So, there’s a lot going on here.
First, of course, is the rueful and mirthlessly gobsmacked chuckle that comes thinking about Trump putting his great brain into high gear. There is no doubt he thinks he’s making a hell of a gotcha here, that France maybe forgot they fought Germany in the wars, but that he, Trump, who knows history maybe better than anyone, reminded them. Checkmate, Pierre!
There are a lot of things to say about this, primarily that Macron probably didn’t forget the war, since he was at the goddamn memorial services Trump skipped out on. But there is actually something more interesting going on here, and it is the heart of Trump’s fallacy.
The central idiocy of this tweet, of course, is that Trump is saying that Macron shouldn’t want a European defense league in case Germany tries to get rowdy again, which is weird, since Germany would be part of that league. In theory, this could make sense: the post-war order was designed to, essentially, curb German ambitions by integrating it fully into the Western alliances. If that world order crumbled, Germany could become aggressive again, and turn its eyes across the Rhine.
So there is a kernel of sense in what Trump is saying. And it is true the huge bulk of NATO’s budget comes from the US…but that’s because the US benefits enormously from NATO. And, more to the point, Trump is not trying to defend NATO. He’s trying to destroy it. He’s trying to destroy every Western alliance.
That to me is the point of what Macron is doing. The US is openly trying to get out of the alignments that have been a primary reason why the Rhine has gone uncrossed for 70 years. Macron is trying to protect that order, and if he can’t, find a system to replace it.
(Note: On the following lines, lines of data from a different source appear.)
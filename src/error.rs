//! Top-level error type for the player.

use crate::config::ConfigError;
use crate::render::RenderError;
use crate::source::SourceError;

/// Anything that can end a playback session.
#[derive(Debug, thiserror::Error)]
pub enum AppError {
    #[error(transparent)]
    Source(#[from] SourceError),

    #[error(transparent)]
    Render(#[from] RenderError),

    #[error(transparent)]
    Config(#[from] ConfigError),

    #[error("Playback failed: {0}")]
    Playback(String),

    #[error("Terminal error: {0}")]
    Io(#[from] std::io::Error),
}
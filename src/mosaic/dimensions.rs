//! Dimension calculations for sampling and display.

/// Terminal character aspect ratio (cells are ~2x taller than wide).
pub const DEFAULT_CHAR_ASPECT_RATIO: f32 = 2.0;

/// Sampling width used in Text mode, independent of the width control.
pub const TEXT_SAMPLE_WIDTH: u32 = 40;

/// Largest sample side, in cells. Anything taller is treated as degenerate.
pub const MAX_SAMPLE_SIDE: u32 = 400;

/// Clamp a requested sampling width to `1..=MAX_SAMPLE_SIDE` cells.
pub fn clamp_sample_width(width: u32) -> u32 {
    width.clamp(1, MAX_SAMPLE_SIDE)
}

/// Height of the sample grid for a given width, preserving the source aspect ratio.
///
/// Returns `round(width * source_height / source_width)`. A source without
/// dimensions (metadata not loaded yet), or one so tall that the height would
/// exceed [`MAX_SAMPLE_SIDE`], yields 0.
///
/// # Example
/// ```ignore
/// // 16:9 source sampled 40 cells wide
/// assert_eq!(sample_height(40, 1920, 1080), 23);
/// ```
pub fn sample_height(width: u32, source_width: u32, source_height: u32) -> u32 {
    if source_width == 0 || source_height == 0 {
        return 0;
    }
    let height = (width as f64 * source_height as f64 / source_width as f64).round();
    if height > MAX_SAMPLE_SIDE as f64 {
        return 0;
    }
    height as u32
}

/// Number of terminal rows an image `columns` wide occupies, preserving its aspect ratio.
///
/// # Arguments
/// * `columns` - On-screen width in terminal cells
/// * `pixel_width` - Width of the image in pixels
/// * `pixel_height` - Height of the image in pixels
/// * `char_aspect` - Terminal cell aspect ratio (height/width, typically ~2.0)
pub fn display_rows(columns: u16, pixel_width: u32, pixel_height: u32, char_aspect: f32) -> u16 {
    if columns == 0 || pixel_width == 0 || pixel_height == 0 || char_aspect <= 0.0 {
        return 0;
    }
    let rows = (columns as f32 * pixel_height as f32 / pixel_width as f32 / char_aspect).round();
    (rows as u16).max(1)
}
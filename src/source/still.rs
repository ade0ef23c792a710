//! Single-image source.
//!
//! Behaves like a video that never advances: metadata is available
//! immediately and every frame is the same picture.

use std::path::Path;
use std::sync::Arc;

use super::types::{Frame, SourceError};
use super::PlaybackSource;

/// A source serving one decoded picture.
#[derive(Debug, Clone)]
pub struct StillSource {
    frame: Arc<Frame>,
    paused: bool,
}

impl StillSource {
    /// Wrap an already decoded frame. The source starts paused.
    pub fn new(frame: Frame) -> Self {
        Self {
            frame: Arc::new(frame),
            paused: true,
        }
    }

    /// Decode an image file (PNG, JPEG, GIF, ...) with the `image` crate.
    pub fn open(path: &Path) -> Result<Self, SourceError> {
        if !path.exists() {
            return Err(SourceError::InputNotFound(path.to_path_buf()));
        }
        let rgba = image::open(path)?.to_rgba8();
        let (width, height) = rgba.dimensions();
        let frame = Frame::from_rgba(rgba.into_raw(), width, height).ok_or_else(|| {
            SourceError::InvalidMetadata(format!("{}: inconsistent buffer size", path.display()))
        })?;
        Ok(Self::new(frame))
    }
}

impl PlaybackSource for StillSource {
    fn dimensions(&self) -> Option<(u32, u32)> {
        if self.frame.width == 0 || self.frame.height == 0 {
            None
        } else {
            Some((self.frame.width, self.frame.height))
        }
    }

    fn is_paused(&self) -> bool {
        self.paused
    }

    fn play(&mut self) -> Result<(), SourceError> {
        self.paused = false;
        Ok(())
    }

    fn pause(&mut self) {
        self.paused = true;
    }

    fn current_frame(&self) -> Option<Arc<Frame>> {
        Some(Arc::clone(&self.frame))
    }
}

/// Whether `path` looks like a still image the `image` crate can decode.
pub fn is_still_image(path: &Path) -> bool {
    path.extension()
        .and_then(|ext| ext.to_str())
        .and_then(image::ImageFormat::from_extension)
        .is_some()
}

#[cfg(test)]
mod tests {
    use super::*;

    #[test]
    fn test_still_source_play_pause() {
        let frame = Frame::from_rgba(vec![255; 4 * 6], 3, 2).unwrap();
        let mut source = StillSource::new(frame);
        assert!(source.is_paused());
        assert_eq!(source.dimensions(), Some((3, 2)));

        source.play().unwrap();
        assert!(!source.is_paused());
        source.pause();
        assert!(source.is_paused());
    }

    #[test]
    fn test_still_source_empty_frame_not_ready() {
        let frame = Frame::from_rgba(Vec::new(), 0, 0).unwrap();
        let source = StillSource::new(frame);
        assert_eq!(source.dimensions(), None);
    }

    #[test]
    fn test_still_source_open_png() {
        let dir = tempfile::tempdir().unwrap();
        let path = dir.path().join("pixel.png");
        let img = image::RgbaImage::from_pixel(4, 2, image::Rgba([10, 20, 30, 255]));
        img.save(&path).unwrap();

        let source = StillSource::open(&path).unwrap();
        assert_eq!(source.dimensions(), Some((4, 2)));
        let frame = source.current_frame().unwrap();
        assert_eq!(frame.pixel(3, 1), [10, 20, 30, 255]);
    }

    #[test]
    fn test_still_source_open_missing() {
        let result = StillSource::open(Path::new("/nope/missing.png"));
        assert!(matches!(result, Err(SourceError::InputNotFound(_))));
    }

    #[test]
    fn test_is_still_image() {
        assert!(is_still_image(Path::new("a.png")));
        assert!(is_still_image(Path::new("a.JPG")));
        assert!(!is_still_image(Path::new("a.mp4")));
        assert!(!is_still_image(Path::new("noext")));
    }
}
Macron clearly remembers the lessons of the wars; that’s why he is desperately trying to find a way to maintain some system to keep that in place. He sees Merkel is stepping down, the UK is caught up in Brexit, countries like Poland and Hungary have been taken over by far-right anti-democratic parties and charismatic psuedo-populists, that Austria and Greece have their own issues with fascism, and that he barely staved off a right-wing anti-modernity force of his own.
That’s the interesting thing about Macron. His corporatist-wienie techno-optimist venture-capital-suited bloodlessness is, I think, tempered by the knowledge that none of this has truly made a new Europe. It hasn’t made Western civilization peaceful or truly pushed us past the centuries of fighting that ravaged the continent. He seems to know that this is a blip, and that 70 years of peace is nothing compared to the hundreds of years of war that preceded it. He seems like a man who has realized his treasured philosophies won’t beat back the demons of nationalism and blood.
This isn’t to say he’s a hero; he still seems to lean toward a jargony b-school style of politics. It’s that he knows this moment is dire. Angela Merkel knows it too. They don’t need history lessons from a barely-literate old sofa of a President; they certainly don’t need those lectures from someone who is trying to destroy the system that has kept their countries at peace.
It’s a sign of how much we’ve gotten used to the insanity of the Trump era that this tweet it taken largely in stride. I am sure that Macron and Merkel are now just shaking their heads. The President of the United States is openly trying to break of NATO unless he can run it as an extortionary wing while undermining everything it purportedly stands for, skipping out on meetings with our allies but giving his cheesiest jabroni grin at the man squeezing Europe from the East.

He seems genuinely happy.
This would be a diplomatic scandal in any other time, and would scream across headlines around the world. But how can there be a scandal? How can there be malpractice when the patient is already dead? Trump has made it very clear what he actually thinks about the alliance. He wants it gone so that he can play big power politics unconstrained by any norms.
It’s not so much philosophical as it is instinctual and narcissistic: no one can tell him what to do; no one can make better deals. That his grotesque pathologies match up with this terrible authoritarian moment isn’t exactly a coincidence- the world has been moving toward his oafish cruelty for a few decades, much as American politics has lined up with his dimwit vanities- but it is good luck for other authoritarians.
There are leaders who understand the sweep of history and work to sweep it the other way. Then there are leaders who understand history and use it to their bloody ends. Then there are leaders who only understand themselves, who only see things through the spectrum of their own glory, and who will reap their gluttonous way around the globe if it will satisfy some deep pathological itch. Right now the latter is the most powerful person in the world.
It’s a cruel and needed reminder that we don’t get to live outside of history. We just have to try to see it while we’re in it.